## Task goal
Within the entries below, the lines from the one with "Gregorian calendar day." through the one with "let d = Date(serial);" are to be set down exactly, both ends kept.
• • • • • • •
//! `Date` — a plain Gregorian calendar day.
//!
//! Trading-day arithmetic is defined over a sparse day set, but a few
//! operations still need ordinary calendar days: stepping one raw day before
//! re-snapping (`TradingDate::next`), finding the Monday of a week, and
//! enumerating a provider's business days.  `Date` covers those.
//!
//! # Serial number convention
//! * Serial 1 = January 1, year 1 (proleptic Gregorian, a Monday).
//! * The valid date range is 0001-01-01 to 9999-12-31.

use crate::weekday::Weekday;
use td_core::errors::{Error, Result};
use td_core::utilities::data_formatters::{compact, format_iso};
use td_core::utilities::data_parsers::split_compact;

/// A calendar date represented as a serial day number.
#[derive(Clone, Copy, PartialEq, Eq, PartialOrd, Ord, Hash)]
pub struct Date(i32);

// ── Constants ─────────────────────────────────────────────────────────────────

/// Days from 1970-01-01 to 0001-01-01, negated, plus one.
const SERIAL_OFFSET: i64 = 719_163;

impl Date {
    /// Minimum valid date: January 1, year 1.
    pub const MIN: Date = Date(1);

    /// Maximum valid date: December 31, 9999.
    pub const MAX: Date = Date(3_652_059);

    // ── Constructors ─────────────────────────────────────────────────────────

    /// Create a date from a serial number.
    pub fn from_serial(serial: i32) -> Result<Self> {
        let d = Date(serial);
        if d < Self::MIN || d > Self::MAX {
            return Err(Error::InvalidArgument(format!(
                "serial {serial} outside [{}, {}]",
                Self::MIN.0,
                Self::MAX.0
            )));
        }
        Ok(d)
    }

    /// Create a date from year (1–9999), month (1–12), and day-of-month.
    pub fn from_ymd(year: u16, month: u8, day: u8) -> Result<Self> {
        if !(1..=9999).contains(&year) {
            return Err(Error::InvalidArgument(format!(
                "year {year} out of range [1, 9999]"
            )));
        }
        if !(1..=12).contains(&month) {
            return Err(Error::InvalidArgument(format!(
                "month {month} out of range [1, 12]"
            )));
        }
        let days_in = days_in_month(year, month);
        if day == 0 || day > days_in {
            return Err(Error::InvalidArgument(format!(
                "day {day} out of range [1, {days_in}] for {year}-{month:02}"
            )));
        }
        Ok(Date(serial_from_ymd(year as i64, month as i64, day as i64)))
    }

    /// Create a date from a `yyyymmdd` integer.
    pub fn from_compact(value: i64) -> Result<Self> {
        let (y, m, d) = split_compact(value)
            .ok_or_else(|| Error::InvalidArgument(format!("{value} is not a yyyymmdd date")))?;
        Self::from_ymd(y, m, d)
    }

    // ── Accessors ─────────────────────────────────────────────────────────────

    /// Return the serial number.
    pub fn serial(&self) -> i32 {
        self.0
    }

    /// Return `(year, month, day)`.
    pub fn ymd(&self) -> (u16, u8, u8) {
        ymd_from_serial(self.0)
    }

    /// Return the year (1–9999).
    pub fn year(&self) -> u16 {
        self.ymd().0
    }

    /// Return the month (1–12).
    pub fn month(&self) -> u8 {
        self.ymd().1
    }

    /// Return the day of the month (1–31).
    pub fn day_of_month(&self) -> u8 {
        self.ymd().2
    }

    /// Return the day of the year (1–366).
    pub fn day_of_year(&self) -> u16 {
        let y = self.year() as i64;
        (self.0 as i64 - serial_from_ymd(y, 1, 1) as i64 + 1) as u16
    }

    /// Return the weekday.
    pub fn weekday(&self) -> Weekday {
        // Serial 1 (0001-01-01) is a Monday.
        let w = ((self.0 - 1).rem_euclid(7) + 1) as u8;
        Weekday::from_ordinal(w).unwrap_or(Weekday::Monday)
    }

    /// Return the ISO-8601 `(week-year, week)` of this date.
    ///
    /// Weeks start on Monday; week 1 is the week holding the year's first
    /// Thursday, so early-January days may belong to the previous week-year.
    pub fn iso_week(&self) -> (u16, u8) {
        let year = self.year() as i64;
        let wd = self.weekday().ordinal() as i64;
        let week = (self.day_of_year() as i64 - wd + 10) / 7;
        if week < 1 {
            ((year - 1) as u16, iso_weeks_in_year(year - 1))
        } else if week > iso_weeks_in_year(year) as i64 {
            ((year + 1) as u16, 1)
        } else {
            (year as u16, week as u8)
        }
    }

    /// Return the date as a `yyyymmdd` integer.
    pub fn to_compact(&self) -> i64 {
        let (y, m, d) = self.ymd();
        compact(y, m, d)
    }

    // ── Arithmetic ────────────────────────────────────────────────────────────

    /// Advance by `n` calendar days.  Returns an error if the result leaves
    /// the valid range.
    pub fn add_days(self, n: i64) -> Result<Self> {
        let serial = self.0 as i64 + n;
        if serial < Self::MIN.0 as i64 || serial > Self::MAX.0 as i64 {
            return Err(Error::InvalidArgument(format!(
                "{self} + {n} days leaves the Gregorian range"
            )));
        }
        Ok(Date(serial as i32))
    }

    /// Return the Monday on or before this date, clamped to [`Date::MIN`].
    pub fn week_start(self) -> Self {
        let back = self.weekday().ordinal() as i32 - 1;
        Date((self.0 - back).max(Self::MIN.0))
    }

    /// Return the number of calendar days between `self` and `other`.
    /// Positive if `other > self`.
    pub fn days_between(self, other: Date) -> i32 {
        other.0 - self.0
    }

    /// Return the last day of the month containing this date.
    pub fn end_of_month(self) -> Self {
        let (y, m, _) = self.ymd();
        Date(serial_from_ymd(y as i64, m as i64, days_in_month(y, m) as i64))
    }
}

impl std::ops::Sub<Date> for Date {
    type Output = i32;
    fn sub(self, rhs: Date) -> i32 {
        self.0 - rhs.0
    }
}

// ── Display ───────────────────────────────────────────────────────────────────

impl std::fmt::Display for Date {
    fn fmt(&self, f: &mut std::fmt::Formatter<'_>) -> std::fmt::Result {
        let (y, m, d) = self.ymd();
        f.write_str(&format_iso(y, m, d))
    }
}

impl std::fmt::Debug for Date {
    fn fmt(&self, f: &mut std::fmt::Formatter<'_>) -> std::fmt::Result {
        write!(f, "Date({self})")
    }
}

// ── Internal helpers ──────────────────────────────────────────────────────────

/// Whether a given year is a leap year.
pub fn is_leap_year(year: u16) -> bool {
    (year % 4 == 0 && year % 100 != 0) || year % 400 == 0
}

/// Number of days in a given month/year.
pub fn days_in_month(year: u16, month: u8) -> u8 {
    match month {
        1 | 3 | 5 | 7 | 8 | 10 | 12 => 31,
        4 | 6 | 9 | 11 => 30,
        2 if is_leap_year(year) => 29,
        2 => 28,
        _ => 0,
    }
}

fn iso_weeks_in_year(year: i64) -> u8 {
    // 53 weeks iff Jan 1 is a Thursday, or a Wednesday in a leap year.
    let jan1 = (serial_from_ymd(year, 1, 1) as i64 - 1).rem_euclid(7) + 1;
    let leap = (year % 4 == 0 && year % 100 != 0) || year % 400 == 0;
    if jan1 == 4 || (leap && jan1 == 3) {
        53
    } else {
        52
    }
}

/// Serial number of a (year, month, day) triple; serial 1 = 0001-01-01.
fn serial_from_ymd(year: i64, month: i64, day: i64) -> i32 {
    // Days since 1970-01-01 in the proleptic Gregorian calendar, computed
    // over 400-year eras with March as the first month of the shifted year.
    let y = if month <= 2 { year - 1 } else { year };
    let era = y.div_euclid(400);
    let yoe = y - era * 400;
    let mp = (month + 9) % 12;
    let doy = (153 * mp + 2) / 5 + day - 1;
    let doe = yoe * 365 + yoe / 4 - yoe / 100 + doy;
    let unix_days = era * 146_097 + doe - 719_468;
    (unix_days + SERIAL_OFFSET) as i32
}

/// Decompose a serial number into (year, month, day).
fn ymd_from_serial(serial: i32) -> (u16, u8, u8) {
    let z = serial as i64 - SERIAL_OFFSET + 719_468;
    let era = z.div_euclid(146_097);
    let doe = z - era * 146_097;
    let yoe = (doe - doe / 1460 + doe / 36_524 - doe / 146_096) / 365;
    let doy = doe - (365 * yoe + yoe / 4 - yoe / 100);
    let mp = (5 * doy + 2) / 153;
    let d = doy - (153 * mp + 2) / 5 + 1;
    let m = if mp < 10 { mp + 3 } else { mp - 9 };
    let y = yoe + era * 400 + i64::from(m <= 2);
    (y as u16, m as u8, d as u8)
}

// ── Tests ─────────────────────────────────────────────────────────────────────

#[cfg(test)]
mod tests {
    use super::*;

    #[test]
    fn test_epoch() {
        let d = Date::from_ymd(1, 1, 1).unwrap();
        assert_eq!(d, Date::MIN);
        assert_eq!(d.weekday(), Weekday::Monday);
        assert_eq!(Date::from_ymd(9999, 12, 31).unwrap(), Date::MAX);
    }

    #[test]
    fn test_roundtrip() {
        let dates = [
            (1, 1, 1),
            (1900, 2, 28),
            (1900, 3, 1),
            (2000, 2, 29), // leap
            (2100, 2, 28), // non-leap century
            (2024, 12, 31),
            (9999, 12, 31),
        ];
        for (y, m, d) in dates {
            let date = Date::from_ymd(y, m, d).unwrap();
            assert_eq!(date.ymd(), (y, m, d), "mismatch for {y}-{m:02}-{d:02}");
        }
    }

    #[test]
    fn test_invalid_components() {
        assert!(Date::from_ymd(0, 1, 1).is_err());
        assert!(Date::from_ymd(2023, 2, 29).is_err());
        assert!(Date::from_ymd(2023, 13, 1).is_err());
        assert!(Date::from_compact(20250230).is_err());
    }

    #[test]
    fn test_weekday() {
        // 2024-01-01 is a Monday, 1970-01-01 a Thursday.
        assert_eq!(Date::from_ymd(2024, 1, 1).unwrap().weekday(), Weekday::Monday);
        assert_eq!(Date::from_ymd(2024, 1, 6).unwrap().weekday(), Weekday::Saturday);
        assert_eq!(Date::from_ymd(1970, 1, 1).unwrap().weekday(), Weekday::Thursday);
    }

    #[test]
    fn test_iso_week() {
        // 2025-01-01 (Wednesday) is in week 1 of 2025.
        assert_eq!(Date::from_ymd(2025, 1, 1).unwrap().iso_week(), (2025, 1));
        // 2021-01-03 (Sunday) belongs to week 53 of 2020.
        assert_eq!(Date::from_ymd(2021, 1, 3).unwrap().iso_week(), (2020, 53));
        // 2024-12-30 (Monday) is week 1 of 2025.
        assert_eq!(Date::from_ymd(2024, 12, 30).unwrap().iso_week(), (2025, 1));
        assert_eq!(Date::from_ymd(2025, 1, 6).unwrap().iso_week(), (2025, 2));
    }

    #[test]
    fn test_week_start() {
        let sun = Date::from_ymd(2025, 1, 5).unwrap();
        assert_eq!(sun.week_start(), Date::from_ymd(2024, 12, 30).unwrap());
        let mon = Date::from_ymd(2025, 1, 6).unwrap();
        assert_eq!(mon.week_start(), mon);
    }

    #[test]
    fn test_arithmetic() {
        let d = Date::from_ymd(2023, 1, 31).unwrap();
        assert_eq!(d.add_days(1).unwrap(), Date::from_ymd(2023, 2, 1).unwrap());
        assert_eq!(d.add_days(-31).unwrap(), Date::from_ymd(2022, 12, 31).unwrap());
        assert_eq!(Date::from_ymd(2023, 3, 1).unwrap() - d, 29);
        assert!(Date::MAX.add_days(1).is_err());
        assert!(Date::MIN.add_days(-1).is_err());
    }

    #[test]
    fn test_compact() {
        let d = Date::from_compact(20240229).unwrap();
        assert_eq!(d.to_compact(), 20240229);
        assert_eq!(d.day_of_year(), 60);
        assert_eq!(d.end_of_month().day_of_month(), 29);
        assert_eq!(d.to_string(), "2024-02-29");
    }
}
• • • • • • •
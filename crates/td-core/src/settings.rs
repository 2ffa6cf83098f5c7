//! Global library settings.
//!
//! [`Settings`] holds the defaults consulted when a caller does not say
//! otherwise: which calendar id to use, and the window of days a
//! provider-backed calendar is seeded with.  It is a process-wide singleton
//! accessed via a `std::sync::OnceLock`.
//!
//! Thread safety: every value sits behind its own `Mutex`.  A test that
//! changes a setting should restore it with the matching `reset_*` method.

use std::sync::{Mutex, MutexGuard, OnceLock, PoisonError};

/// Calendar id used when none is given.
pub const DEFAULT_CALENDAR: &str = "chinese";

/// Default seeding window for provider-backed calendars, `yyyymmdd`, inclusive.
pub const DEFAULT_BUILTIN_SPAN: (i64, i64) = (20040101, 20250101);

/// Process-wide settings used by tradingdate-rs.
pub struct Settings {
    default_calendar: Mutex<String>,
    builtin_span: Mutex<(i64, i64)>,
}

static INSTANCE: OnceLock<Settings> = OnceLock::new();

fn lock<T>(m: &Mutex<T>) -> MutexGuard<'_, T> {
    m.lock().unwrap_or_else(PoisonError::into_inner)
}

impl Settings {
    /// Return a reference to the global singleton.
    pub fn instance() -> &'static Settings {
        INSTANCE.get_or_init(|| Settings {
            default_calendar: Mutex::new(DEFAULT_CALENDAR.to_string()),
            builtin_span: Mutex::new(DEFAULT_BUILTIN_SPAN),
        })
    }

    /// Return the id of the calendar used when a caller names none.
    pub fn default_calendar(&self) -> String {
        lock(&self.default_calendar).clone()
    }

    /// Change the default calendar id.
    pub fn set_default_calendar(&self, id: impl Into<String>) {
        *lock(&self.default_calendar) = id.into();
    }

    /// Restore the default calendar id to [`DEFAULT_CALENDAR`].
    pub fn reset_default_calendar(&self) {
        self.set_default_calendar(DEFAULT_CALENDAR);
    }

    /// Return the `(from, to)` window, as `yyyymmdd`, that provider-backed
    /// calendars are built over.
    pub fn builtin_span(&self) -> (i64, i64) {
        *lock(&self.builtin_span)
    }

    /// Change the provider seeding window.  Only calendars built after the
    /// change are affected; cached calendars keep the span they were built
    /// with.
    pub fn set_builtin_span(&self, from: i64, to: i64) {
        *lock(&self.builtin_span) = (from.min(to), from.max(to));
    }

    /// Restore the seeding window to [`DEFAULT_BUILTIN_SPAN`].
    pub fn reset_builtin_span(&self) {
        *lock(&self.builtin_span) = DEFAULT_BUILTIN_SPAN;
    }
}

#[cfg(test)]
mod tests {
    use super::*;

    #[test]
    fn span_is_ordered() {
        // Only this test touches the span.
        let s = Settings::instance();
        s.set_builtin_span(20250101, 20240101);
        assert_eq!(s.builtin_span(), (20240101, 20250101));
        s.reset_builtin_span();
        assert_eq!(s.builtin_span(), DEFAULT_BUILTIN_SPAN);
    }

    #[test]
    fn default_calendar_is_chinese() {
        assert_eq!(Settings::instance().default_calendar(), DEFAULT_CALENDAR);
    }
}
• • • • • • •
## Result for this task
//! `Date` — a plain Gregorian calendar day.
//!
//! Trading-day arithmetic is defined over a sparse day set, but a few
//! operations still need ordinary calendar days: stepping one raw day before
//! re-snapping (`TradingDate::next`), finding the Monday of a week, and
//! enumerating a provider's business days.  `Date` covers those.
//!
//! # Serial number convention
//! * Serial 1 = January 1, year 1 (proleptic Gregorian, a Monday).
//! * The valid date range is 0001-01-01 to 9999-12-31.

use crate::weekday::Weekday;
use td_core::errors::{Error, Result};
use td_core::utilities::data_formatters::{compact, format_iso};
use td_core::utilities::data_parsers::split_compact;

/// A calendar date represented as a serial day number.
#[derive(Clone, Copy, PartialEq, Eq, PartialOrd, Ord, Hash)]
pub struct Date(i32);

// ── Constants ─────────────────────────────────────────────────────────────────

/// Days from 1970-01-01 to 0001-01-01, negated, plus one.
const SERIAL_OFFSET: i64 = 719_163;

impl Date {
    /// Minimum valid date: January 1, year 1.
    pub const MIN: Date = Date(1);

    /// Maximum valid date: December 31, 9999.
    pub const MAX: Date = Date(3_652_059);

    // ── Constructors ─────────────────────────────────────────────────────────

    /// Create a date from a serial number.
    pub fn from_serial(serial: i32) -> Result<Self> {
        let d = Date(serial);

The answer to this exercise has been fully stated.